0
votes

I've created a Package with a SSIS Data flow (Designer mode) named 'User', witch have a ADO.NET source from table 'User' to a ADO.NET Destination table 'UserDest' (columns: id, name). Table columns are identically. Then I have to re-create this same structure of Dataflow to other 100 remaining tables (Creating precedence constraints aditionally, because the import must be done one table per time). My idea is to edit the Package via C#, Clone the structure of the 'User' Data flow, adjust the columns mapping and the ADO.NET table source and destination.

I've started creating a Package variable to start cloning the properties, but the InnerObject returns null:

using System;
using Microsoft.SqlServer.Dts.Runtime;
using Microsoft.SqlServer.Dts.Pipeline.Wrapper;
namespace ConsoleApplication1
{
    public class Gerador
    {
        public string RunPackage2()
        {
            var pkgLocation = @"C:\Users\me\Documents\Visual Studio 2015\Projects\SSISExample1\SSISExample1\Package.dtsx";

            Application app = new Application();
            Package pkg = app.LoadPackage(pkgLocation, null);
            var importUsersHost = pkg.Executables[0] as TaskHost;

            var pipe = importUsersHost.InnerObject as MainPipe; // Here it returns null

            Console.WriteLine();
            return "OK";
        }
    }
}

In resume, I need to generate 100 other Data flows like the 'Users' Data flow, and add a connector one after other (because each Data flow must run one by one).

Dataflow image

Package image

2

2 Answers

0
votes

The best approach for you to go about is to use BIML to accomplish this task.

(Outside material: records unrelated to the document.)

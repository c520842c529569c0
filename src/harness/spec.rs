//! Harness provisioning spec
//!
//! Describes what the outer harness must provision before this benchmark can
//! run: the cloud, the API scopes, and the VM shape. Mostly opaque
//! passthrough for the provisioner; the adapter only forwards the scopes to
//! the host's auth step.

use std::path::Path;

use serde::{Deserialize, Serialize};

/// Provisioning requirements for the benchmark host.
#[derive(Debug, Clone, Serialize, Deserialize)]
pub struct HarnessSpec {
    /// Cloud the benchmark targets.
    #[serde(default = "default_cloud")]
    pub cloud: String,

    /// API scopes the host's credentials need.
    #[serde(default = "default_scopes")]
    pub scopes: Vec<String>,

    /// Shape of the VM to provision.
    #[serde(default)]
    pub vm: VmSpec,
}

/// VM shape passthrough.
#[derive(Debug, Clone, Serialize, Deserialize)]
pub struct VmSpec {
    #[serde(default = "default_machine_type")]
    pub machine_type: String,

    #[serde(default = "default_zone")]
    pub zone: String,
}

fn default_cloud() -> String {
    "GCP".to_string()
}

fn default_scopes() -> Vec<String> {
    vec!["https://www.googleapis.com/auth/bigquery".to_string()]
}

fn default_machine_type() -> String {
    "n1-standard-16".to_string()
}

fn default_zone() -> String {
    "us-central1-f".to_string()
}

impl Default for HarnessSpec {
    fn default() -> Self {
        Self {
            cloud: default_cloud(),
            scopes: default_scopes(),
            vm: VmSpec::default(),
        }
    }
}

impl Default for VmSpec {
    fn default() -> Self {
        Self {
            machine_type: default_machine_type(),
            zone: default_zone(),
        }
    }
}

impl HarnessSpec {
    /// Load a spec from a TOML file.
    pub fn load_from(path: &Path) -> anyhow::Result<Self> {
        let content = std::fs::read_to_string(path)?;
        Ok(toml::from_str(&content)?)
    }
}

#[cfg(test)]
mod tests {
    use super::*;

    #[test]
    fn test_defaults_match_benchmark_requirements() {
        let spec = HarnessSpec::default();
        assert_eq!(spec.cloud, "GCP");
        assert_eq!(spec.scopes, ["https://www.googleapis.com/auth/bigquery"]);
        assert_eq!(spec.vm.machine_type, "n1-standard-16");
        assert_eq!(spec.vm.zone, "us-central1-f");
    }

    #[test]
    fn test_partial_toml_fills_defaults() {
        let spec: HarnessSpec = toml::from_str("[vm]\nzone = \"europe-west1-b\"\n").unwrap();
        assert_eq!(spec.vm.zone, "europe-west1-b");
        assert_eq!(spec.vm.machine_type, "n1-standard-16");
        assert_eq!(spec.cloud, "GCP");
    }
}
//! Benchmark core: readiness polling, timing, and the workload
//!
//! The polling protocol in [`poller`] is the heart of the benchmark; the
//! rest sequences engine calls around it and reports one sample.

pub mod poller;
pub mod sample;
pub mod timer;
pub mod workload;

pub use poller::{wait_for_index, PollConfig, PollError, Sleeper, TokioSleeper};
pub use sample::{Sample, UNIT_SECONDS};
pub use timer::time_query;
pub use workload::{run, RunParams, WorkloadError, WorkloadReport};
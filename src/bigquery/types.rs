//! Shared types for the BigQuery boundary
//!
//! Defines table identifiers, index metadata, and the errors surfaced by
//! engine clients.

use serde::{Deserialize, Serialize};

/// Fully qualified reference to a table within a dataset.
///
/// Identifier components are validated at construction, so every statement
/// built from a `TableRef` goes through one trusted formatting path instead
/// of ad hoc string interpolation.
#[derive(Debug, Clone, PartialEq, Eq)]
pub struct TableRef {
    project: String,
    dataset: String,
    table: String,
}

impl TableRef {
    /// Create a table reference, validating each identifier component.
    pub fn new(
        project: impl Into<String>,
        dataset: impl Into<String>,
        table: impl Into<String>,
    ) -> Result<Self, BigQueryError> {
        let project = project.into();
        let dataset = dataset.into();
        let table = table.into();
        validate_identifier(&project)?;
        validate_identifier(&dataset)?;
        validate_identifier(&table)?;
        Ok(Self {
            project,
            dataset,
            table,
        })
    }

    /// Project component.
    pub fn project(&self) -> &str {
        &self.project
    }

    /// Dataset component.
    pub fn dataset(&self) -> &str {
        &self.dataset
    }

    /// Table component.
    pub fn table(&self) -> &str {
        &self.table
    }

    /// Render the backquoted `` `project.dataset.table` `` form used in
    /// generated statements.
    pub fn qualified(&self) -> String {
        format!("`{}.{}.{}`", self.project, self.dataset, self.table)
    }

    /// Sibling table in the same project and dataset.
    pub fn sibling(&self, table: impl Into<String>) -> Result<Self, BigQueryError> {
        Self::new(self.project.clone(), self.dataset.clone(), table)
    }
}

impl std::fmt::Display for TableRef {
    fn fmt(&self, f: &mut std::fmt::Formatter<'_>) -> std::fmt::Result {
        write!(f, "{}.{}.{}", self.project, self.dataset, self.table)
    }
}

/// Check that an identifier is safe to embed in a generated statement.
///
/// Letters, digits, underscores, and dashes only. Rejects empty strings and
/// anything that could smuggle backquotes, dots, or quotes into SQL built
/// from externally supplied names.
pub fn validate_identifier(value: &str) -> Result<(), BigQueryError> {
    if value.is_empty() {
        return Err(BigQueryError::InvalidIdentifier(value.to_string()));
    }
    if !value
        .chars()
        .all(|c| c.is_ascii_alphanumeric() || c == '_' || c == '-')
    {
        return Err(BigQueryError::InvalidIdentifier(value.to_string()));
    }
    Ok(())
}

/// Table metadata slice relevant to the benchmark: the search indexes the
/// engine reports for the table.
#[derive(Debug, Clone, Default, Serialize, Deserialize)]
pub struct TableMetadata {
    /// Search indexes attached to the table, if any.
    #[serde(default)]
    pub search_indexes: Vec<SearchIndex>,
}

impl TableMetadata {
    /// True when at least one search index is present and finished building.
    pub fn has_built_index(&self) -> bool {
        self.search_indexes.iter().any(SearchIndex::is_built)
    }
}

/// A single search index as reported by the engine.
#[derive(Debug, Clone, Serialize, Deserialize)]
pub struct SearchIndex {
    /// Index name.
    pub name: String,
    /// Engine-reported status (e.g. `ACTIVE` once the build completes).
    pub status: String,
}

impl SearchIndex {
    /// Whether the index has finished building.
    pub fn is_built(&self) -> bool {
        self.status.eq_ignore_ascii_case("active")
    }
}

/// Errors from BigQuery client operations
#[derive(Debug, thiserror::Error)]
pub enum BigQueryError {
    #[error("invalid identifier: {0:?}")]
    InvalidIdentifier(String),

    #[error("failed to launch engine tool: {0}")]
    Spawn(#[from] std::io::Error),

    #[error("engine tool exited with status {status}: {stderr}")]
    Tool { status: i32, stderr: String },

    #[error("malformed engine tool output: {0}")]
    Malformed(#[from] serde_json::Error),
}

You can start with this series - link

0
votes

Marcelo,

I would check if the first element in the Executables is actually a data flow task or not. What happens if you try accessing the element with the name? Like Executables["my_data_flow_name"] ?

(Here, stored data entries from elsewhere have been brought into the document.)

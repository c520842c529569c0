//! Statement builders for the benchmark's DDL and query steps
//!
//! All generated SQL goes through [`TableRef::qualified`] so identifier
//! formatting happens in exactly one place.

use super::types::{validate_identifier, BigQueryError, TableRef};

/// Materialize `dst` as a full copy of `src`.
pub fn create_table_as_select(dst: &TableRef, src: &TableRef) -> String {
    format!(
        "CREATE TABLE {} AS SELECT * FROM {}",
        dst.qualified(),
        src.qualified()
    )
}

/// Add a search index over all columns of `table`.
pub fn add_search_index(table: &TableRef, index_id: &str) -> Result<String, BigQueryError> {
    validate_identifier(index_id)?;
    Ok(format!(
        "ALTER TABLE {} ADD SEARCH INDEX `{}` (ALL COLUMNS)",
        table.qualified(),
        index_id
    ))
}

/// Render a query template against a resolved table reference.
///
/// Supported placeholders: `{project}`, `{dataset}`, `{table}`.
pub fn render_query(template: &str, table: &TableRef) -> String {
    template
        .replace("{project}", table.project())
        .replace("{dataset}", table.dataset())
        .replace("{table}", table.table())
}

Alternatively, I would ask you to try a tool that I wrote. It is simpler to use than using the Object Model directly. Look at this example and replicate that.

If you dont wanna use the tool I wrote, you can look at the underlying source code in there and directly apply that to the SSIS Object Model. But you might find it easier to use the tool I wrote :-)

UPDATE: I edited my answer to show looping directly in the example and also how the precedence constraints can be added too.